В центре послания, естественно, находится Франция — страна, культура которой первенствовала тогда в Европе, к которой, особенно начиная с елизаветинского времени, тянулись различные слои русского общества и которой, главное, было предназначено в конце века совершить общественно-политический переворот всемирно-исторического значения. Уже в «Арапе» Пушкин, рисуя Францию первых десятилетий XVIII века, времен регентства, «легкомыслие, безумство и роскошь» ее правящего класса, дал ощутить, что в ней зреют семена неизбежного «распадения» существовавшего строя. В 70-е годы, когда туда попал Юсупов, этот процесс продолжался с нарастающей силой. И вот, подобно тому как в «Арапе» показаны две России — Россия молодая, утверждающаяся новая Российская империя и старая, обреченная боярская Русь, в послании поэт живописует две противостоящие друг другу Франции: Францию королевского двора — Версаля и Трианона — ветрености, ликующего веселья, роскоши (в одном из первоначальных вариантов — «безумной роскоши», то есть совсем как в «Арапе») — и Францию Фернея, резиденции Вольтера, уже признанного «вождя философии», «дум новых сеятеля» (тоже в первоначальных вариантах послания; в «Арапе» фигурировал еще молодой Вольтер), Францию Просвещения, энциклопедистов:
Стоит отметить, что сперва поэт хотел было и прямо возобновить сделанное им в «Арапе» противопоставление, с одной стороны, распадающейся королевской Франции, с другой — строящейся петровской России, дать следом за образом беспечно резвящейся среди своего ветреного, «пышного, слепого и дерзновенного» (первоначальный вариант) двора «Армиды молодой» — французской королевы Марии-Антуанетты — контрастный ей образ «вечного работника» Петра. После строки: «Резвилась, ветреным двором окружена» — он было написал: «Ты знал сей пышный двор, и вдруг, пленясь Наукой, || Помчался ты туда, где наш Гигант сторукой, || Наш Петр, оставя трон, поденный брал топор…», то есть «помчался» в Голландию. Однако такое сопоставление было бы явным анахронизмом, да и образ екатерининского вельможи мало вязался с духом Петровской эпохи. Строки эти были откинуты. Но самый прием исторического контраста в качестве основного, наиболее эффективного художественно-выразительного средства систематически использовался поэтом на протяжении всего послания. На остром контрасте по отношению к строкам о Трианоне и его «шумных забавах», овеянных пасторальной атмосферой картин французского придворного живописца того времени Буше (некоторые полотна его имелись в Архангельском), построены следующие вскоре за ними строки об английском буржуазно-политическом строе: «Но Лондон звал твое внимание.

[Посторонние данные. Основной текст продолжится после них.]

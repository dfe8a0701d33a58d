use keel_core::{Dialect, LimitPlan, ProcedureStyle, UpsertStyle, ValueKind};
use std::fmt::Write;

/// MySQL surface: backtick quoting, plain LIMIT/OFFSET, ON DUPLICATE KEY
/// upserts, no in-statement returning channel.
pub struct MySqlDialect;

pub static MYSQL: MySqlDialect = MySqlDialect;

impl Dialect for MySqlDialect {
    fn name(&self) -> &'static str {
        "MySQL"
    }

    fn write_identifier(&self, out: &mut String, value: &str) {
        out.push('`');
        self.write_escaped(out, value, '`', "``");
        out.push('`');
    }

    fn write_value_string(&self, out: &mut String, value: &str) {
        // Backslash is an escape character under default sql_mode.
        out.push('\'');
        for c in value.chars() {
            match c {
                '\'' => out.push_str("''"),
                '\\' => out.push_str("\\\\"),
                _ => out.push(c),
            }
        }
        out.push('\'');
    }

    // OFFSET is only legal inside a LIMIT clause; a skip without a take gets
    // the documented all-rows row count.
    fn write_limit_after_order_by(&self, out: &mut String, limits: &LimitPlan) {
        if let Some(skip) = limits.skip {
            let take = limits.take.unwrap_or(u64::MAX);
            let _ = write!(out, "\nLIMIT {}\nOFFSET {}", take, skip);
        } else if let Some(take) = limits.take {
            let _ = write!(out, "\nLIMIT {}", take);
        }
    }

    fn upsert_style(&self) -> UpsertStyle {
        UpsertStyle::OnDuplicateKey
    }

    fn procedure_style(&self) -> ProcedureStyle {
        ProcedureStyle::Call
    }

    fn map_native_type(&self, native: &str) -> Option<ValueKind> {
        let base = native
            .split('(')
            .next()
            .unwrap_or(native)
            .trim()
            .to_ascii_lowercase();
        match base.as_str() {
            // tinyint(1) is the conventional boolean spelling.
            "tinyint" if native.to_ascii_lowercase().starts_with("tinyint(1)") => {
                Some(ValueKind::Boolean)
            }
            "bit" | "bool" | "boolean" => Some(ValueKind::Boolean),
            "tinyint" | "smallint" => Some(ValueKind::Int16),
            "mediumint" | "int" | "integer" => Some(ValueKind::Int32),
            "bigint" => Some(ValueKind::Int64),
            "float" => Some(ValueKind::Float32),
            "double" | "real" => Some(ValueKind::Float64),
            "decimal" | "numeric" => Some(ValueKind::Decimal),
            "char" | "varchar" | "tinytext" | "text" | "mediumtext" | "longtext" | "enum"
            | "set" | "json" => Some(ValueKind::Varchar),
            "binary" | "varbinary" | "tinyblob" | "blob" | "mediumblob" | "longblob" => {
                Some(ValueKind::Blob)
            }
            "date" => Some(ValueKind::Date),
            "time" => Some(ValueKind::Time),
            "datetime" | "timestamp" => Some(ValueKind::Timestamp),
            _ => None,
        }
    }
}

#[cfg(test)]
mod tests {
    use super::*;

    #[test]
    fn identifiers_use_backticks() {
        assert_eq!(MYSQL.quote_identifier("or`der"), "`or``der`");
    }

    #[test]
    fn string_literals_escape_backslashes() {
        let mut out = String::new();
        MYSQL.write_value_string(&mut out, "C:\\it's");
        assert_eq!(out, "'C:\\\\it''s'");
    }

    #[test]
    fn skip_without_take_keeps_a_limit_clause() {
        let limits = LimitPlan {
            take: None,
            skip: Some(50),
            option: keel_core::LimitOption::Rows,
            seed: None,
            has_sort: true,
        };
        let mut out = String::new();
        MYSQL.write_limit_after_order_by(&mut out, &limits);
        assert_eq!(out, "\nLIMIT 18446744073709551615\nOFFSET 50");
    }

    #[test]
    fn tinyint_width_one_is_boolean() {
        assert_eq!(MYSQL.map_native_type("tinyint(1)"), Some(ValueKind::Boolean));
        assert_eq!(MYSQL.map_native_type("tinyint(4)"), Some(ValueKind::Int16));
        assert_eq!(MYSQL.map_native_type("geometry"), None);
    }
}
use keel_core::{
    ChainError, CommandText, CommandType, Executor, MetadataSource, ObjectName, RawColumn,
    RawTableOrView, Result, Row, SqlParameter, Value,
};
use std::sync::Mutex;

/// Object existence and kind, from the schema table.
pub const KIND_SQL: &str = "SELECT type FROM sqlite_schema
WHERE name = @Name AND type IN ('table', 'view')";

/// Column descriptions through the pragma table-valued function.
pub const OBJECT_SQL: &str = "SELECT name AS column_name,
       type AS native_type,
       \"notnull\" = 0 AS is_nullable,
       pk > 0 AS is_primary_key
FROM pragma_table_info(@Name)
ORDER BY cid";

pub const LIST_SQL: &str = "SELECT name FROM sqlite_schema
WHERE type IN ('table', 'view') AND name NOT LIKE 'sqlite_%'
ORDER BY name";

fn flag(row: &Row, label: &str) -> bool {
    match row.get(label) {
        Some(Value::Boolean(Some(v))) => *v,
        Some(Value::Int64(Some(v))) => *v != 0,
        Some(Value::Int32(Some(v))) => *v != 0,
        _ => false,
    }
}

/// Catalog reader backed by any SQLite executor. SQLite has no schemas, so
/// qualified names only ever match their bare part.
pub struct SqliteCatalog<E> {
    executor: Mutex<E>,
}

impl<E: Executor> SqliteCatalog<E> {
    pub fn new(executor: E) -> Self {
        Self {
            executor: Mutex::new(executor),
        }
    }
}

impl<E: Executor + Send> MetadataSource for SqliteCatalog<E> {
    fn fetch_object(&self, name: &ObjectName) -> Result<Option<RawTableOrView>> {
        let parameters = [SqlParameter {
            name: "Name".into(),
            value: Value::Varchar(Some(name.name.clone())),
        }];
        let mut executor = self.executor.lock().map_err(poisoned)?;
        let kinds = executor.query(CommandText {
            sql: KIND_SQL,
            parameters: &parameters,
            command_type: CommandType::Text,
        })?;
        let Some(kind_row) = kinds.rows().first() else {
            return Ok(None);
        };
        let is_table = kind_row.get_as::<String>("type")? == "table";
        let table = executor.query(CommandText {
            sql: OBJECT_SQL,
            parameters: &parameters,
            command_type: CommandType::Text,
        })?;
        let mut columns = Vec::with_capacity(table.len());
        for row in table.rows() {
            let native_type: String = row.get_as("native_type")?;
            let is_primary_key = flag(row, "is_primary_key");
            // An INTEGER primary key is a rowid alias and auto-assigns.
            let is_identity =
                is_table && is_primary_key && native_type.eq_ignore_ascii_case("integer");
            columns.push(RawColumn {
                name: row.get_as("column_name")?,
                native_type,
                is_nullable: flag(row, "is_nullable"),
                is_primary_key,
                is_identity,
                max_length: None,
                precision: None,
                scale: None,
            });
        }
        Ok(Some(RawTableOrView {
            name: ObjectName::new(None, &name.name),
            is_table,
            columns,
        }))
    }

    fn list_objects(&self) -> Result<Vec<ObjectName>> {
        let mut executor = self.executor.lock().map_err(poisoned)?;
        let table = executor.query(CommandText {
            sql: LIST_SQL,
            parameters: &[],
            command_type: CommandType::Text,
        })?;
        table
            .rows()
            .iter()
            .map(|row| Ok(ObjectName::new(None, &row.get_as::<String>("name")?)))
            .collect()
    }
}

fn poisoned<T>(_: std::sync::PoisonError<T>) -> ChainError {
    ChainError::Execution {
        operation: "metadata",
        target: "catalog".into(),
        message: "catalog executor lock poisoned".into(),
    }
}
use crate::{ChainError, Result};
use rust_decimal::Decimal;
use time::{Date, OffsetDateTime, PrimitiveDateTime, Time};
use uuid::Uuid;

/// A dialect-neutral SQL value.
///
/// Every variant carries an `Option` so a typed NULL (a NULL whose column type
/// is known) keeps its type information; `Value::Null` is an untyped NULL.
#[derive(Default, Debug, Clone, PartialEq)]
pub enum Value {
    #[default]
    Null,
    Boolean(Option<bool>),
    Int16(Option<i16>),
    Int32(Option<i32>),
    Int64(Option<i64>),
    Float32(Option<f32>),
    Float64(Option<f64>),
    Decimal(Option<Decimal>, /* prec: */ u8, /* scale: */ u8),
    Varchar(Option<String>),
    Blob(Option<Box<[u8]>>),
    Date(Option<Date>),
    Time(Option<Time>),
    Timestamp(Option<PrimitiveDateTime>),
    TimestampWithTimezone(Option<OffsetDateTime>),
    Uuid(Option<Uuid>),
}

impl Value {
    pub fn is_null(&self) -> bool {
        match self {
            Value::Null => true,
            Value::Boolean(v) => v.is_none(),
            Value::Int16(v) => v.is_none(),
            Value::Int32(v) => v.is_none(),
            Value::Int64(v) => v.is_none(),
            Value::Float32(v) => v.is_none(),
            Value::Float64(v) => v.is_none(),
            Value::Decimal(v, ..) => v.is_none(),
            Value::Varchar(v) => v.is_none(),
            Value::Blob(v) => v.is_none(),
            Value::Date(v) => v.is_none(),
            Value::Time(v) => v.is_none(),
            Value::Timestamp(v) => v.is_none(),
            Value::TimestampWithTimezone(v) => v.is_none(),
            Value::Uuid(v) => v.is_none(),
        }
    }

    pub fn kind(&self) -> Option<ValueKind> {
        Some(match self {
            Value::Null => return None,
            Value::Boolean(..) => ValueKind::Boolean,
            Value::Int16(..) => ValueKind::Int16,
            Value::Int32(..) => ValueKind::Int32,
            Value::Int64(..) => ValueKind::Int64,
            Value::Float32(..) => ValueKind::Float32,
            Value::Float64(..) => ValueKind::Float64,
            Value::Decimal(..) => ValueKind::Decimal,
            Value::Varchar(..) => ValueKind::Varchar,
            Value::Blob(..) => ValueKind::Blob,
            Value::Date(..) => ValueKind::Date,
            Value::Time(..) => ValueKind::Time,
            Value::Timestamp(..) => ValueKind::Timestamp,
            Value::TimestampWithTimezone(..) => ValueKind::TimestampWithTimezone,
            Value::Uuid(..) => ValueKind::Uuid,
        })
    }
}

/// The type of a [`Value`] without its payload. Metadata caches map native
/// column type names to this.
#[derive(Debug, Clone, Copy, PartialEq, Eq)]
pub enum ValueKind {
    Boolean,
    Int16,
    Int32,
    Int64,
    Float32,
    Float64,
    Decimal,
    Varchar,
    Blob,
    Date,
    Time,
    Timestamp,
    TimestampWithTimezone,
    Uuid,
}

impl ValueKind {
    /// A typed NULL of this kind.
    pub fn null_value(self) -> Value {
        match self {
            ValueKind::Boolean => Value::Boolean(None),
            ValueKind::Int16 => Value::Int16(None),
            ValueKind::Int32 => Value::Int32(None),
            ValueKind::Int64 => Value::Int64(None),
            ValueKind::Float32 => Value::Float32(None),
            ValueKind::Float64 => Value::Float64(None),
            ValueKind::Decimal => Value::Decimal(None, 0, 0),
            ValueKind::Varchar => Value::Varchar(None),
            ValueKind::Blob => Value::Blob(None),
            ValueKind::Date => Value::Date(None),
            ValueKind::Time => Value::Time(None),
            ValueKind::Timestamp => Value::Timestamp(None),
            ValueKind::TimestampWithTimezone => Value::TimestampWithTimezone(None),
            ValueKind::Uuid => Value::Uuid(None),
        }
    }
}

/// Conversion of host values into [`Value`] when capturing arguments.
pub trait IntoValue {
    fn into_value(self) -> Value;
}

macro_rules! into_value {
    ($type:ty, $variant:ident) => {
        impl IntoValue for $type {
            fn into_value(self) -> Value {
                Value::$variant(Some(self.into()))
            }
        }
    };
}

into_value!(bool, Boolean);
into_value!(i16, Int16);
into_value!(i32, Int32);
into_value!(i64, Int64);
into_value!(f32, Float32);
into_value!(f64, Float64);
into_value!(String, Varchar);
into_value!(&str, Varchar);
into_value!(Date, Date);
into_value!(Time, Time);
into_value!(PrimitiveDateTime, Timestamp);
into_value!(OffsetDateTime, TimestampWithTimezone);
into_value!(Uuid, Uuid);

impl IntoValue for Decimal {
    fn into_value(self) -> Value {
        Value::Decimal(Some(self), 0, self.scale() as u8)
    }
}

impl IntoValue for Vec<u8> {
    fn into_value(self) -> Value {
        Value::Blob(Some(self.into_boxed_slice()))
    }
}

impl IntoValue for &[u8] {
    fn into_value(self) -> Value {
        Value::Blob(Some(self.into()))
    }
}

impl IntoValue for Value {
    fn into_value(self) -> Value {
        self
    }
}

impl<T: IntoValue> IntoValue for Option<T> {
    fn into_value(self) -> Value {
        match self {
            Some(v) => v.into_value(),
            None => Value::Null,
        }
    }
}

/// Conversion of a [`Value`] back into a host value during materialization.
///
/// Integer conversions widen (an `Int16` column reads fine into an `i64`),
/// nothing narrows. A NULL into a non-`Option` target is a mapping error.
pub trait FromValue: Sized {
    fn from_value(value: &Value) -> Result<Self>;
}

fn mismatch<T>(value: &Value, expected: &str) -> Result<T> {
    Err(ChainError::mapping(format!(
        "cannot read {:?} as {}",
        value, expected
    )))
}

impl FromValue for bool {
    fn from_value(value: &Value) -> Result<Self> {
        match value {
            Value::Boolean(Some(v)) => Ok(*v),
            v => mismatch(v, "bool"),
        }
    }
}

impl FromValue for i16 {
    fn from_value(value: &Value) -> Result<Self> {
        match value {
            Value::Int16(Some(v)) => Ok(*v),
            v => mismatch(v, "i16"),
        }
    }
}

impl FromValue for i32 {
    fn from_value(value: &Value) -> Result<Self> {
        match value {
            Value::Int16(Some(v)) => Ok(*v as i32),
            Value::Int32(Some(v)) => Ok(*v),
            v => mismatch(v, "i32"),
        }
    }
}

impl FromValue for i64 {
    fn from_value(value: &Value) -> Result<Self> {
        match value {
            Value::Int16(Some(v)) => Ok(*v as i64),
            Value::Int32(Some(v)) => Ok(*v as i64),
            Value::Int64(Some(v)) => Ok(*v),
            v => mismatch(v, "i64"),
        }
    }
}

impl FromValue for f32 {
    fn from_value(value: &Value) -> Result<Self> {
        match value {
            Value::Float32(Some(v)) => Ok(*v),
            v => mismatch(v, "f32"),
        }
    }
}

impl FromValue for f64 {
    fn from_value(value: &Value) -> Result<Self> {
        match value {
            Value::Float32(Some(v)) => Ok(*v as f64),
            Value::Float64(Some(v)) => Ok(*v),
            v => mismatch(v, "f64"),
        }
    }
}

impl FromValue for Decimal {
    fn from_value(value: &Value) -> Result<Self> {
        match value {
            Value::Decimal(Some(v), ..) => Ok(*v),
            v => mismatch(v, "Decimal"),
        }
    }
}

impl FromValue for String {
    fn from_value(value: &Value) -> Result<Self> {
        match value {
            Value::Varchar(Some(v)) => Ok(v.clone()),
            v => mismatch(v, "String"),
        }
    }
}

impl FromValue for Vec<u8> {
    fn from_value(value: &Value) -> Result<Self> {
        match value {
            Value::Blob(Some(v)) => Ok(v.to_vec()),
            v => mismatch(v, "Vec<u8>"),
        }
    }
}

impl FromValue for Date {
    fn from_value(value: &Value) -> Result<Self> {
        match value {
            Value::Date(Some(v)) => Ok(*v),
            v => mismatch(v, "Date"),
        }
    }
}

impl FromValue for Time {
    fn from_value(value: &Value) -> Result<Self> {
        match value {
            Value::Time(Some(v)) => Ok(*v),
            v => mismatch(v, "Time"),
        }
    }
}

impl FromValue for PrimitiveDateTime {
    fn from_value(value: &Value) -> Result<Self> {
        match value {
            Value::Timestamp(Some(v)) => Ok(*v),
            v => mismatch(v, "PrimitiveDateTime"),
        }
    }
}

impl FromValue for OffsetDateTime {
    fn from_value(value: &Value) -> Result<Self> {
        match value {
            Value::TimestampWithTimezone(Some(v)) => Ok(*v),
            v => mismatch(v, "OffsetDateTime"),
        }
    }
}

impl FromValue for Uuid {
    fn from_value(value: &Value) -> Result<Self> {
        match value {
            Value::Uuid(Some(v)) => Ok(*v),
            v => mismatch(v, "Uuid"),
        }
    }
}

impl<T: FromValue> FromValue for Option<T> {
    fn from_value(value: &Value) -> Result<Self> {
        if value.is_null() {
            Ok(None)
        } else {
            T::from_value(value).map(Some)
        }
    }
}

#[cfg(test)]
mod tests {
    use super::*;

    #[test]
    fn typed_null_keeps_its_kind() {
        let v = ValueKind::Int32.null_value();
        assert!(v.is_null());
        assert_eq!(v.kind(), Some(ValueKind::Int32));
        assert_eq!(Value::Null.kind(), None);
    }

    #[test]
    fn integers_widen_but_never_narrow() {
        assert_eq!(i64::from_value(&Value::Int16(Some(7))).unwrap(), 7);
        assert_eq!(i32::from_value(&Value::Int16(Some(-3))).unwrap(), -3);
        assert!(i16::from_value(&Value::Int64(Some(1))).is_err());
    }

    #[test]
    fn null_into_option_is_none_into_plain_is_error() {
        assert_eq!(
            Option::<String>::from_value(&Value::Varchar(None)).unwrap(),
            None
        );
        assert!(String::from_value(&Value::Varchar(None)).is_err());
    }
}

Твой взор || Прилежно разобрал сей двойственный собор: || Здесь натиск пламенный, а там отпор суровый, || Пружины смелые гражданственности новой».
Строки эти словно бы исполнены суровым и пламенным пафосом Джона Мильтона — писателя, проникнутого духом английской революции XVII века и, следом за Радищевым, столь ценимого Пушкиным (особенно это чувствуется в первоначальных вариантах: «Здесь пламенный народ — там барства хлад суровый»). В свою очередь, столь же контрастен этим строкам образ ленивой, сладострастной и набожной Испании, в которую, «скучая, может быть, над Темзою скупой» и пленившись рассказами Бомарше об отечестве Дон Жуана, «полетел» русский Дон Жуан — Юсупов.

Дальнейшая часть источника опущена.